Why Going Alone Sometimes Backfires

For a long time, my goal was to be discovered organically through my images.

I had this idealised picture in my head.

A marketing manager for a beautiful hotel is scrolling through Instagram, landing on my work, and thinking, yes, we want Matty.

I genuinely believed that if the work was good enough, it would eventually find the right people and turn into business.

I had no intention of asking for help.

My images were the proof, or at least that’s what I told myself.

Looking back, that wasn’t discipline. It was pride.

I was too stubborn to accept that while strong images might attract attention, most business, opportunity, and growth still comes through connections.

Through people talking, recommending, and opening doors, not just algorithms doing their thing.

That doesn’t mean pursuing a solo path is a fool’s journey.

But refusing help along the way usually is.

Leaning isn't Cutting Corners

One thing I’ve had to reframe is what it actually means to “earn” work.

For a long time, I believed opportunities only counted if they came from strangers discovering me online.

Anything closer to home felt like a shortcut.

But most of the work that’s moved my photography career forward didn’t happen like that.

It came through people who already knew me.

Friends, extended circles, past connections.

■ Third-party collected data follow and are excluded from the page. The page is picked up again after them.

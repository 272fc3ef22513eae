//! Core identity types for the portcullis authenticating proxy.
//!
//! This crate provides the email identity type shared by the session codec,
//! the access validator and the identity provider clients, plus the
//! rootcause-based `Result` alias every crate returns.

pub mod email;
pub mod error;

pub use email::{EmailAddress, ParseEmailError};
pub use error::Result;
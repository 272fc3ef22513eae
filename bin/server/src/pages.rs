//! HTML pages served by the proxy itself.
//!
//! Pages are Leptos components rendered to static HTML on the server; no
//! client-side hydration is involved. Text and attribute values are escaped
//! by the renderer.

use axum::http::StatusCode;
use leptos::prelude::*;

const STYLE: &str = "body{font-family:sans-serif;background:#f0f0f0;margin:0}\
.box{max-width:24em;margin:4em auto;padding:2em;background:#fff;border-radius:4px}\
.box h1{font-size:1.4em}\
.box input{display:block;width:100%;margin:.4em 0;box-sizing:border-box}\
.box hr{margin:1.5em 0}\
footer{text-align:center;color:#888;font-size:.8em}";

/// Everything the sign-in page needs to know.
#[derive(Debug, Clone)]
pub struct SignInView {
    /// Provider name shown on the button.
    pub provider_name: String,
    /// Proxy endpoint prefix, e.g. `/oauth`.
    pub proxy_prefix: String,
    /// Where to send the user after sign-in.
    pub redirect: String,
    /// Whether to show the username/password form.
    pub show_htpasswd_form: bool,
    /// Whether the last form submission was rejected.
    pub failed: bool,
    /// Hint naming the email domains that may sign in.
    pub sign_in_message: Option<String>,
    /// Footer text; no footer when unset.
    pub footer: Option<String>,
}

/// Renders the sign-in page.
pub fn sign_in_page(page: SignInView) -> String {
    view! { <SignInPage page=page/> }.to_html()
}

/// Renders an error page for the given status.
pub fn error_page(status: StatusCode, title: &str, message: &str) -> String {
    view! {
        <ErrorPage
            status=status.as_u16()
            title=title.to_string()
            message=message.to_string()
        />
    }
    .to_html()
}

/// Sign-in page with a provider button and an optional htpasswd form.
#[component]
fn SignInPage(page: SignInView) -> impl IntoView {
    let start_url = format!("{}/start", page.proxy_prefix);
    let sign_in_url = format!("{}/sign_in", page.proxy_prefix);
    let button_label = format!("Sign in with {}", page.provider_name);
    let redirect = page.redirect.clone();
    let form_redirect = page.redirect;

    let htpasswd_form = page.show_htpasswd_form.then(move || {
        view! {
            <hr/>
            <form method="POST" action=sign_in_url>
                <input type="hidden" name="rd" value=form_redirect/>
                <label for="username">"Username:"</label>
                <input type="text" name="username" id="username" autocomplete="username"/>
                <label for="password">"Password:"</label>
                <input type="password" name="password" id="password" autocomplete="current-password"/>
                <button type="submit">"Sign In"</button>
            </form>
        }
    });

    let failure = page
        .failed
        .then(|| view! { <p class="error">"Invalid username or password."</p> });
    let message = page.sign_in_message.map(|message| view! { <p class="message">{message}</p> });
    let footer = page.footer.map(|text| view! { <footer>{text}</footer> });

    view! {
        <!DOCTYPE html>
        <html lang="en">
            <head>
                <meta charset="utf-8"/>
                <meta name="viewport" content="width=device-width, initial-scale=1"/>
                <title>"Sign In"</title>
                <style>{STYLE}</style>
            </head>
            <body>
                <div class="box">
                    <h1>"Sign in"</h1>
                    {failure}
                    {message}
                    <form method="GET" action=start_url>
                        <input type="hidden" name="rd" value=redirect/>
                        <button type="submit">{button_label}</button>
                    </form>
                    {htpasswd_form}
                </div>
                {footer}
            </body>
        </html>
    }
}

/// Generic error page.
#[component]
fn ErrorPage(status: u16, title: String, message: String) -> impl IntoView {
    let heading = format!("{status} {title}");

    view! {
        <!DOCTYPE html>
        <html lang="en">
            <head>
                <meta charset="utf-8"/>
                <title>{heading.clone()}</title>
                <style>{STYLE}</style>
            </head>
            <body>
                <div class="box">
                    <h1>{heading}</h1>
                    <p>{message}</p>
                    <p><a href="/">"Home"</a></p>
                </div>
            </body>
        </html>
    }
}

#[cfg(test)]
mod tests {
    use super::*;

    fn sign_in(show_htpasswd_form: bool) -> SignInView {
        SignInView {
            provider_name: "OpenShift".to_string(),
            proxy_prefix: "/oauth".to_string(),
            redirect: "/app?x=1".to_string(),
            show_htpasswd_form,
            failed: false,
            sign_in_message: None,
            footer: None,
        }
    }

    #[test]
    fn sign_in_page_links_to_start() {
        let html = sign_in_page(sign_in(false));
        assert!(html.starts_with("<!DOCTYPE html>"));
        assert!(html.contains("action=\"/oauth/start\""));
        assert!(html.contains("Sign in with OpenShift"));
        assert!(!html.contains("type=\"password\""));
    }

    #[test]
    fn sign_in_page_shows_htpasswd_form() {
        let html = sign_in_page(sign_in(true));
        assert!(html.contains("action=\"/oauth/sign_in\""));
        assert!(html.contains("type=\"password\""));
    }

    #[test]
    fn sign_in_page_escapes_redirect() {
        let mut page = sign_in(false);
        page.redirect = "/\"><script>alert(1)</script>".to_string();
        let html = sign_in_page(page);
        assert!(!html.contains("<script>"));
    }

    #[test]
    fn sign_in_message_and_footer_are_optional() {
        let html = sign_in_page(sign_in(false));
        assert!(!html.contains("<footer"));
        assert!(!html.contains("Authenticate using"));

        let mut page = sign_in(false);
        page.sign_in_message = Some("Authenticate using corp.io".to_string());
        page.footer = Some("Ops <team>".to_string());
        let html = sign_in_page(page);
        assert!(html.contains("Authenticate using corp.io"));
        assert!(html.contains("<footer"));
        assert!(html.contains("Ops &lt;team&gt;"));
    }

    #[test]
    fn error_page_shows_status() {
        let html = error_page(StatusCode::FORBIDDEN, "Permission denied", "Nope.");
        assert!(html.contains("403 Permission denied"));
        assert!(html.contains("Nope."));
    }
}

Someone recommending me because they trusted how I work, not because an algorithm happened to surface my image.

Those opportunities still count.

And more often than not, they lead somewhere else.

The same pattern shows up outside of work, too.

After a long flight recently, I hurt my back and did what I usually do, tried to deal with it myself.

Eventually, I reached out to an older client I’d helped with their brand launch imagery a while back.

One message later, I had a physio appointment booked.

It felt slightly awkward asking.

But it worked.

And it reminded me that reaching out doesn’t undo the effort you’ve already put in, it just stops you carrying things you don’t need to on your own.

Why Leaning Only Works When You Show Up

What I’ve learnt is that leaning only really works when it’s built on history.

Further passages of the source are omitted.